Y ₁ ＝A ₁ sin(ωt+Φ ₁ )

Y ₂ ＝A ₂ sin(ωt+Φ ₂ )

wherein A1 and A2 are amplitudes, phi 1 and phi 2 are phases;

the light intensity after the superposition of the two beams of light is as follows;

wherein I1 and I2 are the light intensities of two beams of light,namely, an interference term; when the phases of the two beams are the same, i.e. the phase difference ΔΦ=Φ ₂ -Φ ₁ Interference intensity is maximum when=0;

two beams of light from the reference arm light path system and the sample arm light path system interfere in the optical fiber coupler, and the light intensity after interference is as follows:

wherein a 0 is a direct current item, ki is a wave vector corresponding to different wavelengths of a light source, deltazj is an optical path difference between light reflected back by different depths of a sample arm optical path system and light reflected back by a reference arm optical path system, and a ij is a light intensity amplitude corresponding to ki and Deltazj;

the method for linearly changing the propagation optical path of the first light beam comprises the following steps: the distance between the mirror and the first collimating mirror is linearly varied.

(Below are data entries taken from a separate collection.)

//! Embedded SQL migration runner.
//!
//! Migrations are SQL files embedded at compile time. They run sequentially
//! on startup, tracked by the `_herald_migrations` table. Each migration
//! runs exactly once — if it has already been applied, it is skipped.

use rusqlite::Connection;
use thiserror::Error;

/// A single embedded migration.
struct Migration {
    name: &'static str,
    sql: &'static str,
}

/// All migrations in order. New migrations are appended here.
const MIGRATIONS: &[Migration] = &[
    Migration {
        name: "000_users",
        sql: include_str!("migrations/000_users.sql"),
    },
    Migration {
        name: "001_posts",
        sql: include_str!("migrations/001_posts.sql"),
    },
    Migration {
        name: "002_follows",
        sql: include_str!("migrations/002_follows.sql"),
    },
    Migration {
        name: "003_outbox_records",
        sql: include_str!("migrations/003_outbox_records.sql"),
    },
    Migration {
        name: "004_notifications",
        sql: include_str!("migrations/004_notifications.sql"),
    },
    Migration {
        name: "005_fanout_jobs",
        sql: include_str!("migrations/005_fanout_jobs.sql"),
    },
];

/// Errors that can occur during migration execution.
#[derive(Debug, Error)]
pub enum MigrationError {
    /// A SQL statement within a migration failed.
    #[error("migration '{name}' failed: {source}")]
    ExecutionFailed {
        /// The name of the migration that failed.
        name: String,
        /// The underlying SQLite error.
        source: rusqlite::Error,
    },

    /// Failed to query migration state.
    #[error("failed to check migration state: {0}")]
    StateQuery(rusqlite::Error),
}

/// Runs all pending migrations against the given connection.
///
/// Migrations that have already been applied (tracked in `_herald_migrations`)
/// are skipped. New migrations are applied in order and recorded.
///
/// # Errors
///
/// Returns `MigrationError` if any migration fails to execute or if the
/// migration tracking table cannot be queried.
pub fn run_migrations(conn: &Connection) -> Result<usize, MigrationError> {
    run_migrations_from_list(conn, MIGRATIONS)
}

fn run_migrations_from_list(
    conn: &Connection,
    migrations: &[Migration],
) -> Result<usize, MigrationError> {
    // The tracking table must exist before we can check what's been applied.
    conn.execute_batch(
        "CREATE TABLE IF NOT EXISTS _herald_migrations (
            id INTEGER PRIMARY KEY AUTOINCREMENT,
            name TEXT NOT NULL UNIQUE,
            applied_at TEXT NOT NULL DEFAULT (datetime('now'))
        );",
    )
    .map_err(|e| MigrationError::ExecutionFailed {
        name: "_herald_migrations_bootstrap".to_string(),
        source: e,
    })?;

    let mut applied = 0;

    for migration in migrations {
        let already_applied: bool = conn
            .query_row(
                "SELECT COUNT(*) > 0 FROM _herald_migrations WHERE name = ?1",
                [migration.name],
                |row| row.get(0),
            )
            .map_err(MigrationError::StateQuery)?;

        if already_applied {
            tracing::debug!(
                migration = migration.name,
                "migration already applied, skipping"
            );
            continue;
        }

        tracing::info!(migration = migration.name, "applying migration");

        let tx = conn
            .unchecked_transaction()
            .map_err(|e| MigrationError::ExecutionFailed {
                name: migration.name.to_string(),
                source: e,
            })?;

        tx.execute_batch(migration.sql)
            .map_err(|e| MigrationError::ExecutionFailed {
                name: migration.name.to_string(),
                source: e,
            })?;

        tx.execute(
            "INSERT INTO _herald_migrations (name) VALUES (?1)",
            [migration.name],
        )
        .map_err(|e| MigrationError::ExecutionFailed {
            name: migration.name.to_string(),
            source: e,
        })?;

        tx.commit().map_err(|e| MigrationError::ExecutionFailed {
            name: migration.name.to_string(),
            source: e,
        })?;

        applied += 1;
    }

    Ok(applied)
}

#[cfg(test)]
mod tests {
    use super::*;
    use rusqlite::Connection;

    #[test]
    fn run_migrations_on_fresh_db() {
        let conn = Connection::open_in_memory().expect("should open in-memory db");
        let applied = run_migrations(&conn).expect("migrations should succeed");
        assert_eq!(applied, 6, "should apply every migration");

        let count: i32 = conn
            .query_row("SELECT COUNT(*) FROM _herald_migrations", [], |row| {
                row.get(0)
            })
            .expect("should query migration count");
        assert_eq!(count, 6);
    }

    #[test]
    fn run_migrations_idempotent() {
        let conn = Connection::open_in_memory().expect("should open in-memory db");

        let first = run_migrations(&conn).expect("first run should succeed");
        assert_eq!(first, 6);

        let second = run_migrations(&conn).expect("second run should succeed");
        assert_eq!(second, 0, "no new migrations to apply");
    }

    #[test]
    fn expected_tables_exist() {
        let conn = Connection::open_in_memory().expect("should open in-memory db");
        run_migrations(&conn).expect("migrations should succeed");

        for table in [
            "users",
            "posts",
            "follows",
            "outbox_records",
            "notifications",
            "fanout_jobs",
        ] {
            let exists: bool = conn
                .query_row(
                    "SELECT EXISTS(SELECT 1 FROM sqlite_master WHERE type = 'table' AND name = ?1)",
                    [table],
                    |row| row.get(0),
                )
                .expect("should query sqlite_master");
            assert!(exists, "{table} table should exist");
        }
    }

    #[test]
    fn dedupe_keys_are_unique() {
        let conn = Connection::open_in_memory().expect("should open in-memory db");
        run_migrations(&conn).expect("migrations should succeed");

        conn.execute(
            "INSERT INTO outbox_records (event_id, event_type, payload_json, dedupe_key, status)
             VALUES ('ev-1', 'FOLLOWED', '{}', 'key-1', 'PENDING')",
            [],
        )
        .expect("first insert should succeed");

        let err = conn.execute(
            "INSERT INTO outbox_records (event_id, event_type, payload_json, dedupe_key, status)
             VALUES ('ev-2', 'FOLLOWED', '{}', 'key-1', 'PENDING')",
            [],
        );
        assert!(err.is_err(), "duplicate dedupe_key should be rejected");
    }

    #[test]
    fn migration_side_effects_rollback_when_tracking_insert_fails() {
        let conn = Connection::open_in_memory().expect("should open in-memory db");
        let migrations = [Migration {
            name: "001_tracking_insert_conflict",
            sql: "
                CREATE TABLE rollback_probe (id INTEGER PRIMARY KEY);
                INSERT INTO _herald_migrations (name) VALUES ('001_tracking_insert_conflict');
            ",
        }];

        let err = run_migrations_from_list(&conn, &migrations)
            .expect_err("tracking insert conflict should fail migration");

        match err {
            MigrationError::ExecutionFailed { name, .. } => {
                assert_eq!(name, "001_tracking_insert_conflict")
            }
            other => panic!("unexpected error type: {other:?}"),
        }

        let exists: bool = conn
            .query_row(
                "SELECT EXISTS(SELECT 1 FROM sqlite_master WHERE type = 'table' AND name = 'rollback_probe')",
                [],
                |row| row.get(0),
            )
            .expect("should query sqlite_master");

        assert!(
            !exists,
            "schema side effects should be rolled back when tracking insert fails"
        );
    }
}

2. An auto-focusing method according to claim 1, characterized in that: and an acquisition card is arranged between the photoelectric detector and the computer processing terminal and is used for converting the electric signal output by the photoelectric detector into a digital signal and transmitting the digital signal to the computer processing terminal.

3. An auto-focusing method according to claim 2, characterized in that: the model of the acquisition card is NI-PCI5122.